#### [Exercise instructions]
Sort through the material below and copy each line with "CsvExporter".

#### [Exercise input]

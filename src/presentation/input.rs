use crate::application::{App, AppMode, ContactField, WizardStep};
use crate::domain::{CsvExporter, SubmissionStatus};
use crate::infrastructure::copy_to_clipboard;
use crossterm::event::{KeyCode, KeyModifiers};

pub struct InputHandler;

impl InputHandler {
    /// Whether a bare `q` should quit rather than be typed somewhere.
    pub fn quit_key_enabled(app: &App) -> bool {
        match app.mode {
            AppMode::Wizard => app.wizard.step() != WizardStep::Contact,
            AppMode::Dashboard | AppMode::Admin => true,
            AppMode::Search | AppMode::Help => false,
        }
    }

    pub fn handle_key_event(app: &mut App, key: KeyCode, modifiers: KeyModifiers) {
        if modifiers.contains(KeyModifiers::CONTROL) {
            return;
        }
        app.toasts.clear();

        match key {
            KeyCode::F(1) if app.mode != AppMode::Help => {
                app.show_help();
                return;
            }
            KeyCode::F(2) => {
                app.open_wizard();
                return;
            }
            KeyCode::F(3) => {
                app.open_dashboard();
                return;
            }
            KeyCode::F(4) => {
                app.open_admin();
                return;
            }
            _ => {}
        }

        match app.mode {
            AppMode::Wizard => Self::handle_wizard(app, key),
            AppMode::Dashboard => Self::handle_dashboard(app, key),
            AppMode::Admin => Self::handle_admin(app, key),
            AppMode::Search => Self::handle_search(app, key),
            AppMode::Help => Self::handle_help(app, key),
        }
    }

    fn handle_wizard(app: &mut App, key: KeyCode) {
        match app.wizard.step() {
            WizardStep::Jurisdiction | WizardStep::Violation | WizardStep::Ownership => {
                Self::handle_choice_step(app, key)
            }
            WizardStep::Contact => Self::handle_contact_step(app, key),
            WizardStep::Confirmation => match key {
                KeyCode::Char('n') => app.start_new_quote(),
                KeyCode::Char('d') => app.open_dashboard(),
                _ => {}
            },
        }
    }

    fn handle_choice_step(app: &mut App, key: KeyCode) {
        let auto_advance = app.wizard.step() == WizardStep::Jurisdiction;
        match key {
            KeyCode::Up | KeyCode::Char('k') => app.choice_up(),
            KeyCode::Down | KeyCode::Char('j') => app.choice_down(),
            KeyCode::Char(' ') => app.confirm_choice(),
            KeyCode::Enter if auto_advance => app.confirm_choice(),
            KeyCode::Enter => app.wizard_continue(),
            KeyCode::Char(c @ '1'..='9') => {
                let index = c as usize - '1' as usize;
                if index < app.choice_count() {
                    app.choice_cursor = index;
                    app.confirm_choice();
                }
            }
            KeyCode::Esc | KeyCode::Left => app.wizard_back(),
            KeyCode::Char('d') => app.open_dashboard(),
            _ => {}
        }
    }

    fn handle_contact_step(app: &mut App, key: KeyCode) {
        match key {
            KeyCode::Tab | KeyCode::Down => app.focus_next_field(),
            KeyCode::BackTab | KeyCode::Up => app.focus_previous_field(),
            KeyCode::Enter if app.contact_focus == ContactField::Consent && !app.wizard.draft().consent => {
                app.toggle_consent()
            }
            KeyCode::Enter => app.wizard_continue(),
            KeyCode::Backspace => app.delete_char(),
            KeyCode::Esc => app.wizard_back(),
            KeyCode::Char(c) => app.type_char(c),
            _ => {}
        }
    }

    fn handle_dashboard(app: &mut App, key: KeyCode) {
        match key {
            KeyCode::Up | KeyCode::Char('k') => app.dashboard.select_previous(),
            KeyCode::Down | KeyCode::Char('j') => app.dashboard.select_next(),
            KeyCode::Char('r') => app.refresh(),
            KeyCode::Char('a') => app.open_admin(),
            KeyCode::Char('w') | KeyCode::Esc => app.open_wizard(),
            _ => {}
        }
    }

    fn handle_admin(app: &mut App, key: KeyCode) {
        match key {
            KeyCode::Up | KeyCode::Char('k') => app.admin.select_previous(),
            KeyCode::Down | KeyCode::Char('j') => app.admin.select_next(),
            KeyCode::Char('/') => app.start_search(),
            KeyCode::Char('f') => app.admin.cycle_status_filter(),
            KeyCode::Char('x') => app.admin.clear_filter(),
            KeyCode::Char(c @ '1'..='5') => {
                let status = SubmissionStatus::ALL[c as usize - '1' as usize];
                app.set_selected_status(status);
            }
            KeyCode::Char('r') => app.refresh(),
            KeyCode::Char('c') => {
                let Some(email) = app.admin.selected().map(|s| s.email.clone()) else {
                    return;
                };
                let result = copy_to_clipboard(&email)
                    .map(|_| email)
                    .map_err(|e| e.to_string());
                app.set_copy_result(result);
            }
            KeyCode::Char('e') => {
                let visible = app.admin.visible();
                let result = CsvExporter::export_submissions(&visible, &app.export_path)
                    .map_err(|e| e.to_string());
                app.set_export_result(result);
            }
            KeyCode::Char('d') => app.open_dashboard(),
            KeyCode::Char('w') | KeyCode::Esc => app.open_wizard(),
            _ => {}
        }
    }

    fn handle_search(app: &mut App, key: KeyCode) {
        match key {
            KeyCode::Enter | KeyCode::Esc => app.finish_search(),
            KeyCode::Backspace => app.admin.pop_filter_char(),
            KeyCode::Char(c) => app.admin.push_filter_char(c),
            _ => {}
        }
    }

    fn handle_help(app: &mut App, key: KeyCode) {
        if matches!(key, KeyCode::Esc | KeyCode::F(1) | KeyCode::Char('?') | KeyCode::Char('q')) {
            app.close_help();
        }
    }
}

#### [Completed exercise]
use crate::domain::{CsvExporter, SubmissionStatus};
                let result = CsvExporter::export_submissions(&visible, &app.export_path)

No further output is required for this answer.